Governor of Heilongjiang [zh]
- In office 1940–1945
- Succeeded by: Han Junjie [zh]
- Acting 20 October 1931 – 1933
- Preceded by: Wan Fulin

Personal details
- Born: 30 November 1885 Huaide (Gongzhuling), Jilin, Qing dynasty
- Died: 29 November 1950 (aged 64) Beijing, People's Republic of China
- Party: Kuomintang
- Relations: Ma Zhiwei [zh] (grandson)
- Awards: Order of Blue Sky and White Sun

Military service
- Allegiance: China Manchukuo (1932)
- Branch/service: Northeastern Army Manchukuo Imperial Army (1932) Northeast Anti-Japanese National Salvation Army National Revolutionary Army
- Years of service: 1913–1950
- Rank: General
- Battles/wars: Japanese invasion of Manchuria Mukden Incident; ; Second Sino-Japanese War Pacification of Manchukuo; ; Chinese Civil War;

= Ma Zhanshan =

Chinese general and politician (1885–1950)

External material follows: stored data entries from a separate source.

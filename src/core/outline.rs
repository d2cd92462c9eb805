//! Text outline - the tree rendering used by text mode and `flowtask list`
//!
//! Subtasks indent one level under their parent. Workflow siblings stay on
//! their anchor's level, right after the anchor's own subtasks.

use super::task::{Priority, TaskId, TaskStatus, ViewFilter};
use super::TaskStore;
use std::collections::HashSet;

/// One rendered line of the outline
#[derive(Debug, Clone, PartialEq, Eq)]
pub struct OutlineLine {
    pub id: TaskId,
    pub depth: usize,
    /// Box-drawing guide preceding the title
    pub guide: String,
    pub title: String,
    pub status: TaskStatus,
    pub priority: Priority,
}

impl OutlineLine {
    /// Status mark and title, without the guide
    pub fn label(&self) -> String {
        let mark = match self.status {
            TaskStatus::Active => "",
            TaskStatus::Done => "✓ ",
            TaskStatus::Stashed => "⏸ ",
        };
        format!("{}{}", mark, self.title)
    }

    /// Full line: guide then label
    pub fn text(&self) -> String {
        format!("{}{}", self.guide, self.label())
    }
}

/// Builds outlines for several trees, emitting each task at most once
pub struct Outliner<'a> {
    store: &'a TaskStore,
    filter: ViewFilter,
    visited: HashSet<TaskId>,
}

impl<'a> Outliner<'a> {
    pub fn new(store: &'a TaskStore, filter: ViewFilter) -> Self {
        Self {
            store,
            filter,
            visited: HashSet::new(),
        }
    }

    /// Outline of `root` and its reachable tasks that match the filter.
    ///
    /// A task outside the filter hides its whole branch.
    pub fn tree(&mut self, root: &TaskId) -> Vec<OutlineLine> {
        let mut lines = Vec::new();
        let level = self.level(std::slice::from_ref(root));
        for id in level {
            self.emit(&id, 0, "", true, &mut lines);
        }
        lines
    }

    /// Visible tasks of one level: each task followed by its workflow chain
    fn level(&mut self, ids: &[TaskId]) -> Vec<TaskId> {
        let mut out = Vec::new();
        for id in ids {
            self.chain(id, &mut out);
        }
        out
    }

    fn chain(&mut self, id: &TaskId, out: &mut Vec<TaskId>) {
        let Some(task) = self.store.get(id) else {
            return;
        };
        if !self.filter.matches(task) || self.visited.contains(id) {
            return;
        }
        self.visited.insert(id.clone());
        out.push(id.clone());
        for sibling in self.store.workflow_siblings(id) {
            self.chain(&sibling, out);
        }
    }

    fn emit(
        &mut self,
        id: &TaskId,
        depth: usize,
        prefix: &str,
        is_last: bool,
        lines: &mut Vec<OutlineLine>,
    ) {
        let Some(task) = self.store.get(id) else {
            return;
        };
        let guide = if depth == 0 {
            String::new()
        } else {
            format!("{}{}", prefix, if is_last { "└── " } else { "├── " })
        };
        lines.push(OutlineLine {
            id: id.clone(),
            depth,
            guide,
            title: task.title.clone(),
            status: task.status(),
            priority: task.priority,
        });

        let child_prefix = if depth == 0 {
            String::new()
        } else {
            format!("{}{}", prefix, if is_last { "    " } else { "│   " })
        };
        // Workflow siblings after this task share its level, so the level's
        // membership was fixed by the caller; only subtasks open a new level.
        let children = self.level(&self.store.subtasks(id));
        let count = children.len();
        for (i, child) in children.iter().enumerate() {
            self.emit(child, depth + 1, &child_prefix, i + 1 == count, lines);
        }
    }
}

/// Outline of several roots, one block per root
pub fn outline(store: &TaskStore, roots: &[TaskId], filter: ViewFilter) -> Vec<Vec<OutlineLine>> {
    let mut outliner = Outliner::new(store, filter);
    roots
        .iter()
        .map(|root| outliner.tree(root))
        .filter(|block| !block.is_empty())
        .collect()
}

#[cfg(test)]
mod tests {
    use super::*;
    use crate::core::fixtures::record;

    fn texts(lines: &[OutlineLine]) -> Vec<String> {
        lines.iter().map(OutlineLine::text).collect()
    }

    #[test]
    fn test_outline_shape() {
        let mut store = TaskStore::new();
        store.insert(record("a", None, None, 1, 0));
        store.insert(record("b", Some("a"), None, 1, 1));
        store.insert(record("b2", Some("a"), Some("b"), 2, 2));
        store.insert(record("c", Some("a"), None, 2, 3));
        store.insert(record("c1", Some("c"), None, 1, 4));
        store.insert(record("next", None, Some("a"), 2, 5));

        let mut outliner = Outliner::new(&store, ViewFilter::Active);
        let lines = outliner.tree(&"a".into());
        assert_eq!(
            texts(&lines),
            vec![
                "Task a",
                "├── Task b",
                "├── Task b2",
                "└── Task c",
                "    └── Task c1",
                "Task next",
            ]
        );
        assert_eq!(lines[4].depth, 2);
        assert_eq!(lines[5].depth, 0);
    }

    #[test]
    fn test_filtered_task_hides_branch() {
        let mut store = TaskStore::new();
        store.insert(record("a", None, None, 1, 0));
        let mut done = record("b", Some("a"), None, 1, 1);
        done.completed = true;
        store.insert(done);
        store.insert(record("b1", Some("b"), None, 1, 2));
        store.insert(record("c", Some("a"), None, 2, 3));

        let blocks = outline(&store, &["a".into()], ViewFilter::Active);
        assert_eq!(blocks.len(), 1);
        assert_eq!(texts(&blocks[0]), vec!["Task a", "└── Task c"]);
    }

    #[test]
    fn test_status_marks() {
        let mut store = TaskStore::new();
        let mut a = record("a", None, None, 1, 0);
        a.stashed = true;
        store.insert(a);
        let mut b = record("b", Some("a"), None, 1, 1);
        b.stashed = true;
        store.insert(b);

        let blocks = outline(&store, &["a".into()], ViewFilter::Stashed);
        assert_eq!(texts(&blocks[0]), vec!["⏸ Task a", "└── ⏸ Task b"]);
    }

    #[test]
    fn test_each_task_emitted_once() {
        let mut store = TaskStore::new();
        store.insert(record("a", None, Some("b"), 1, 0));
        store.insert(record("b", None, Some("a"), 2, 1));
        store.insert(record("root", None, None, 3, 2));

        let blocks = outline(
            &store,
            &["a".into(), "b".into(), "root".into()],
            ViewFilter::Active,
        );
        let all: Vec<&TaskId> = blocks.iter().flatten().map(|l| &l.id).collect();
        assert_eq!(all.len(), 3);
        assert_eq!(blocks.len(), 2);
    }
}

Ma Zhanshan (November 30, 1885 – November 29, 1950) was a Chinese general famous for resisting the Japanese invasion of Manchuria. Ma was placed in charge of the Northeastern Army in Heilongjiang Province during the invasion and ignored orders from the central government not to resist the Japanese. He became a national hero in China by fighting the unsuccessful but highly symbolic Jiangqiao campaign against the Kwantung Army's advance into Heilongjiang. After his defeat, he feigned defection to the Japanese and was appointed Minister of War in the new Japanese puppet state of Manchukuo. He then joined and took command of the guerrilla campaign against Japanese occupation, taking with him large amounts of supplies, funds, and military intelligence. Ma Zhanshan rejoined the Northeastern Army after the guerrilla movement was largely defeated. He continued to oppose Chiang Kai-shek's policy of non-resistance and supported the Xi'an Incident that forced Chiang to form the Second United Front with the Chinese Communist Party (CCP). He commanded several units in the National Revolutionary Army during the Second Sino-Japanese War while covertly cooperating with the CCP. Ma avoided direct participation in the postwar Chinese Civil War and eventually defected to the Communists, dying a year later in 1950.

==Biography==

===Early life===
Ma was born in Gongzhuling, in Jilin province, to a poor shepherding family. At the age of 20, he became a security guard of Huaide County. For his exceptional marksmanship and equestrianism, he was promoted to Guard Monitor of the 4th Security Guard Battalion by Wu Junsheng, Commander of Tianhou Road Patrol and Defense Battalion of Mukden, in 1908.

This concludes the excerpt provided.